Seguramente porque lo necesitan. Has leído a Jung, deberías saber el motivo... En tu caso es tan obvio... Admites que estás pensando en arquitectura desportillada, teniendo fantasías... Mira, estoy seguro de que te has tomado tu ración de drogas, ¿no? ¿Cuánta gente ha sobrevivido a la California de los sesenta sin tener alucinaciones raras? Por ejemplo aquellas noches cuando descubriste que ejércitos completos de técnicos de Disney habían sido empleados para tejer hologramas animados de jeroglíficos egipcios en tus vaqueros, o cuando...

—Pero no era como eso.

—Por supuesto que no. No se parecía en absoluto; estaba «en un entorno de completa realidad», ¿verdad? Todo normal, y de repente aparece el monstruo, el mandala, el cigarro de neón. En tu caso, un gigantesco aeroplano a lo Tom Swift. Pasa
todo el tiempo.
Ni siquiera estabas loco. Lo sabes, ¿no? —pescó una cerveza de una abollada nevera portátil de poliuretano que estaba al lado de su tumbona—. La semana pasada estuve en Virginia.
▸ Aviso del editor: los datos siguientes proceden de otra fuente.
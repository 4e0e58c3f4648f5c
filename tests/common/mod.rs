#![allow(dead_code)]

use pass_predictor::model::{SatelliteCatalogEntry, SatelliteId, TwoLineElement};

pub const NOAA_19_LINE1: &str =
    "1 33591U 09005A   22020.44937208  .00000081  00000-0  68837-4 0  9993";
pub const NOAA_19_LINE2: &str =
    "2 33591  99.1663  51.3451 0013122 241.8520 118.1325 14.12523655667551";

pub fn noaa_19() -> TwoLineElement {
    TwoLineElement::new(NOAA_19_LINE1, NOAA_19_LINE2).expect("fixture TLE")
}

/// The fixture pair relabelled with another five-digit catalog number.
pub fn relabelled(catalog_number: &str) -> TwoLineElement {
    TwoLineElement::new(
        NOAA_19_LINE1.replace("33591", catalog_number),
        NOAA_19_LINE2.replace("33591", catalog_number),
    )
    .expect("relabelled TLE")
}

pub fn id(raw: &str) -> SatelliteId {
    SatelliteId::new(raw).expect("designator")
}

pub fn entry(raw: &str, name: &str) -> SatelliteCatalogEntry {
    SatelliteCatalogEntry {
        id: id(raw),
        name: name.to_string(),
    }
}
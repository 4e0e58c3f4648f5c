//! Pass prediction pipeline: scan, filter, merge, format.

pub mod aggregate;
pub mod cancel;
pub mod filter;
pub mod request;
pub mod scanner;
pub mod service;
pub mod window;

pub use aggregate::{HEADER, PassRow, PredictionResult};
pub use cancel::CancelToken;
pub use request::{PredictionRequest, RequestForm};
pub use scanner::{PassScanner, ScanError};
pub use service::PredictionService;

use pass_core::{InvalidInput, SatelliteId};
use thiserror::Error;

/// Errors that abort a prediction request. No partial table is returned.
#[derive(Debug, Error)]
pub enum PredictionError {
    #[error(transparent)]
    InvalidInput(#[from] InvalidInput),
    #[error("satellite `{0}` is not in the roster")]
    UnknownSatellite(SatelliteId),
    #[error("prediction failed for `{id}`: {cause}")]
    PredictionFailed {
        id: SatelliteId,
        #[source]
        cause: ScanError,
    },
    #[error("prediction cancelled")]
    Cancelled,
}
//! Orbit propagator adapter.
//!
//! A [`Propagator`] turns an element set, an observer and a start instant
//! into a lazy stream of pass candidates in ascending AOS order. The stream
//! has no natural end: callers must bound consumption themselves and drop
//! the stream when done. Opening a new stream with the same inputs yields the
//! same candidates.

pub mod geometry;
mod sgp4_adapter;

pub use sgp4_adapter::{Sgp4PassStream, Sgp4Propagator, Sgp4Track};

use chrono::{DateTime, Utc};
use pass_core::{ObserverLocation, TwoLineElement};
use thiserror::Error;

/// One pass as reported by the propagator, before tagging or filtering.
#[derive(Debug, Clone, PartialEq)]
pub struct PassCandidate {
    pub aos: DateTime<Utc>,
    pub los: DateTime<Utc>,
    pub max_elevation_time: DateTime<Utc>,
    pub max_elevation_deg: f64,
    pub duration_seconds: f64,
}

#[derive(Debug, Clone, PartialEq, Error)]
pub enum PropagationError {
    #[error("element set rejected by the orbit model: {0}")]
    InvalidElements(String),
    #[error("orbit model failed at {at}: {reason}")]
    Model { at: DateTime<Utc>, reason: String },
    #[error("instant {0} seconds after the Unix epoch is out of range")]
    OutOfRange(f64),
}

/// Source of pass candidates for one satellite and observer.
pub trait Propagator {
    type Stream: Iterator<Item = Result<PassCandidate, PropagationError>>;

    /// Open a stream of passes whose AOS is at or after `start`, plus the
    /// pass in progress at `start`, if any.
    fn passes(
        &self,
        tle: &TwoLineElement,
        observer: &ObserverLocation,
        start: DateTime<Utc>,
    ) -> Result<Self::Stream, PropagationError>;
}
En Grayson County. Entrevisté a una chica de quince años que fue asaltada por una
cabezoso.

—¿Una qué?

—Una cabeza de oso. La cabeza cortada de un oso. Esa cabezoso, ¿sabes?, estaba flotando por ahí solita, en su pequeña bandeja voladora que se parecía a los tapacubos del Caddy de coleccionista que tiene el primo Wayne. Tenía ojos rojos brillando como dos brasas de puro y antenas telescópicas de cromo que le salían de detrás de sus orejas —Kihn eructó.

—¿La asaltó? ¿Cómo?

—No quieras saberlo. Ya sé que eres muy impresionable. «Era fría» —volvió a usar su falso acento sureño— «y metálica». Hacía ruidos electrónicos. Pero esto es lo que hay; la veta directa del subconsciente de masas, amigo mío. Esa chiquita es una bruja. No hay lugar aquí para ella, para que pueda funcionar en esta sociedad. Habría visto al diablo si no la hubieran educado con
El hombre biónico
y todas esas reposiciones de
Star Trek.
Ella está metida en el meollo. Y sabe lo que le pasó. La encontré diez minutos antes de que los chicos de los ovnis aparecieran con sus polígrafos.